Despite CSNY: Dej Vu being a concert film, Young says he’s uninterested in self-portraits: “At this point in my life, directing things that are just about myself would be a waste of my time. When I’m doing a film I want to do a subject where there is something else going on besides just me on a stage.”
Young’s first brush with the world of cinema was when he refused to be filmed up close at Woodstock, the gig that made CSNY household names in 1969. I ask if Young regrets being so obstructive. His response is unequivocal: “No, I was right at the time. That was a turning point when music was turning into an industry instead of a direct communication between the musician and the audience. So my view was that cameras had no place on stage. They could shoot from far away and that wouldn’t bother me at all and that is the way I do most of my filming today, using a long lens.”
In his desperation to avoid being tainted by commercialism, he claims never to have made a music video. I point out that he does have music videos on the Living with War website, and Young replies, “They’re a different kind of video, we’re imitating television. On the site there are 10 or 20 videos and some of them are the ‘making of’ the songs and others are war footage. But they’re not meant to sell records, they’re not like advertisements, like most music videos are.”
The Living With War album is his most successful in years. The Canadian star is not surprised that it made a splash, nor does he delude himself as to why there was a re-ignition of interest in his music. “It was the issue, the Iraq war, it wasn’t because of me that made people interested,” he says. “I’ve been around for so long that it’s no big deal if I come out with another album. Thank God I’ve got enough people still interested in what I’m doing so that I can still make records. But I’ve never had so many personal reactions from the press and from the people than from this album. It’s because of people’s deep-seated feeling about America.”
This is highlighted in the film when, at a concert in Atlanta, a large number of the attendees walk out when CSNY sing “Let’s Impeach the President”. Young denies being a provocateur or trying to be a politician, but I’m struck by the fact that he often talks in slick soundbites that would make him fit right in at Capitol Hill.

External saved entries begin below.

//! Message log widget, newest entry at the bottom.

use client_frontend_core::{message::MessageEntry, view_model::PresentationMapper};
use ratatui::{
    Frame,
    layout::Rect,
    text::{Line, Span},
    widgets::{Block, Borders, Paragraph},
};

use crate::presentation::theme::RatatuiTheme;

/// `messages` arrive newest first, as collected from the message log.
pub fn render(
    frame: &mut Frame,
    area: Rect,
    messages: &[MessageEntry],
    panel_height: u16,
    theme: &RatatuiTheme,
) {
    let visible = usize::from(panel_height.saturating_sub(2));
    let lines: Vec<Line> = messages
        .iter()
        .take(visible)
        .rev()
        .map(|entry| Line::from(Span::styled(entry.display().into_owned(), theme.style_message(entry.level))))
        .collect();

    let paragraph =
        Paragraph::new(lines).block(Block::default().borders(Borders::ALL).title(" Messages "));
    frame.render_widget(paragraph, area);
}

The history of CSNY is notorious for the acrimony between the band members, with Young often portrayed as an arrogant, divisive figure, always wanting to be the centre of attention. Young claims that the press have blown the disputes out of proportion. I point out that even in his new film, his fellow band-mates ironically refer to him as their “benevolent leader”.

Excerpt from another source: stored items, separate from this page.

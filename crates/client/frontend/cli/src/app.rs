//! Glue code tying the session, save repository and terminal UI together.
use std::sync::Arc;
use std::time::Duration;

use anyhow::Result;
use async_trait::async_trait;
use runtime::{SaveRepository, TrackerSession};

use crate::config::CliConfig;
use crate::event::EventLoop;
use crate::presentation::terminal;
use client_frontend_core::{EventConsumer, Frontend, FrontendConfig, MessageConsumer};

/// Terminal frontend.
///
/// Owns nothing but configuration and the save repository; the session is
/// handed in by [`Frontend::run`] and handed back when the user quits.
pub struct CliFrontend {
    frontend_config: FrontendConfig,
    cli_config: CliConfig,
    repository: Arc<dyn SaveRepository>,
    slot: String,
    autosave: Option<Duration>,
}

impl CliFrontend {
    pub fn new(
        frontend_config: FrontendConfig,
        cli_config: CliConfig,
        repository: Arc<dyn SaveRepository>,
        slot: impl Into<String>,
    ) -> Self {
        Self {
            frontend_config,
            cli_config,
            repository,
            slot: slot.into(),
            autosave: None,
        }
    }

    /// Save the session to its slot periodically while it has unsaved changes.
    pub fn with_autosave(mut self, period: Option<Duration>) -> Self {
        self.autosave = period;
        self
    }
}

#[async_trait(?Send)]
impl Frontend for CliFrontend {
    async fn run(&mut self, session: TrackerSession) -> Result<TrackerSession> {
        tracing::info!("CLI frontend starting...");

        let mut consumer = MessageConsumer::new(&self.frontend_config.messages);
        consumer.message_log_mut().push_text(format!(
            "Tracking {} combatants. Press ? for keys.",
            session.state().population.len()
        ));

        let event_loop = EventLoop::new(
            session,
            Arc::clone(&self.repository),
            consumer,
            self.slot.clone(),
            self.cli_config.clone(),
            self.autosave,
        );

        let mut terminal = terminal::init()?;
        let _guard = terminal::TerminalGuard;

        let (session, _consumer) = event_loop.run(&mut terminal).await?;

        terminal::restore()?;
        tracing::info!("CLI frontend exiting");

        Ok(session)
    }
}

“They’re just talking about the Living with War project, because I had written all the songs – that put me in a position where that was what I had to do. I had 10 songs that I’d written and we were going to perform. That is a lot of songs for them to learn.”

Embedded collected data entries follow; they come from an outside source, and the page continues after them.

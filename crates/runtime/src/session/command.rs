//! Commands accepted by a [`TrackerSession`](super::TrackerSession).

use tracker_core::{Color, EntityId, Tick};

/// A single state change request.
///
/// Both the user interface and bus listeners speak in commands, so a change
/// requested by a listener goes through exactly the same validation as one
/// typed by the user.
#[derive(Debug, Clone, PartialEq, Eq)]
pub enum Command {
    /// Adds an entity; `None` picks the next palette color.
    AddEntity { name: String, color: Option<Color> },
    RemoveEntity(EntityId),
    Rename { entity: EntityId, name: String },
    Recolor { entity: EntityId, color: Color },
    SetDescription { entity: EntityId, text: String },
    ClearHistory(EntityId),
    Select(Option<EntityId>),
    RecordJoinRoll { entity: EntityId, successes: u32 },
    /// Rolls `dice` d10s for join battle and records the successes.
    RollJoinBattle { entity: EntityId, dice: u32 },
    Withdraw(EntityId),
    BeginCombat,
    EndCombat,
    Act { entity: EntityId, speed: u64, label: String },
    JoinInProgress { entity: EntityId, successes: u32 },
    SetTick { entity: EntityId, tick: Tick },
    LeaveCombat(EntityId),
}

impl Command {
    /// Short description shown next to undo/redo.
    pub fn label(&self) -> String {
        match self {
            Self::AddEntity { name, .. } => format!("add {}", name.trim()),
            Self::RemoveEntity(id) => format!("remove {id}"),
            Self::Rename { name, .. } => format!("rename to {}", name.trim()),
            Self::Recolor { entity, .. } => format!("recolor {entity}"),
            Self::SetDescription { entity, .. } => format!("describe {entity}"),
            Self::ClearHistory(id) => format!("clear history of {id}"),
            Self::Select(_) => "select".to_string(),
            Self::RecordJoinRoll { entity, successes } => {
                format!("join roll {successes} for {entity}")
            }
            Self::RollJoinBattle { entity, dice } => format!("roll {dice} dice for {entity}"),
            Self::Withdraw(id) => format!("withdraw {id}"),
            Self::BeginCombat => "begin combat".to_string(),
            Self::EndCombat => "end combat".to_string(),
            Self::Act { entity, speed, .. } => format!("{entity} acts (speed {speed})"),
            Self::JoinInProgress { entity, .. } => format!("{entity} joins combat"),
            Self::SetTick { entity, tick } => format!("move {entity} to tick {tick}"),
            Self::LeaveCombat(id) => format!("{id} leaves combat"),
        }
    }

    /// Whether the command is recorded as an undo step.
    ///
    /// Selection is view state and never becomes an undo step.
    pub fn is_undoable(&self) -> bool {
        !matches!(self, Self::Select(_))
    }
}

#[cfg(test)]
mod tests {
    use super::*;

    #[test]
    fn selection_is_not_undoable() {
        assert!(!Command::Select(None).is_undoable());
        assert!(Command::BeginCombat.is_undoable());
    }

    #[test]
    fn labels_name_the_target() {
        let label = Command::Act {
            entity: EntityId(3),
            speed: 5,
            label: "attack".into(),
        }
        .label();
        assert_eq!(label, "#3 acts (speed 5)");
        assert_eq!(
            Command::AddEntity {
                name: "  Sol ".into(),
                color: None
            }
            .label(),
            "add Sol"
        );
    }
}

Having just made a film that is at pains to compare the present day with the past, he says: “I try not to look back, because I’m looking forward. I’m worried about where I’ll be next week, there are a lot of things to do and need to be done. So I don’t look back.”
So what is on his mind? “What is the big difference between Darfur and Iraq? It’s all about energy and if I get excited about anything now, it is new music or energy. Those are the two subjects that I’m most concerned with.”
Young says the word “energy” more than any other. He’s currently obsessed with the idea of building an environmentally friendly bio- diesel car that will “eliminate fuel stations”. He is making a documentary about this Linc Volt project that will show the car being delivered from California to Kansas and then driven to Detroit.
I ask if he only continues to perform on stage to create awareness of the energy problem. “I don’t have to perform to keep in the public eye. What I do now on the musical stage really makes no difference at all. I’m only doing it now because I love to do it. I don’t have to do it for any other reason, other than to finance some of the engineering endeavours that I’m doing.”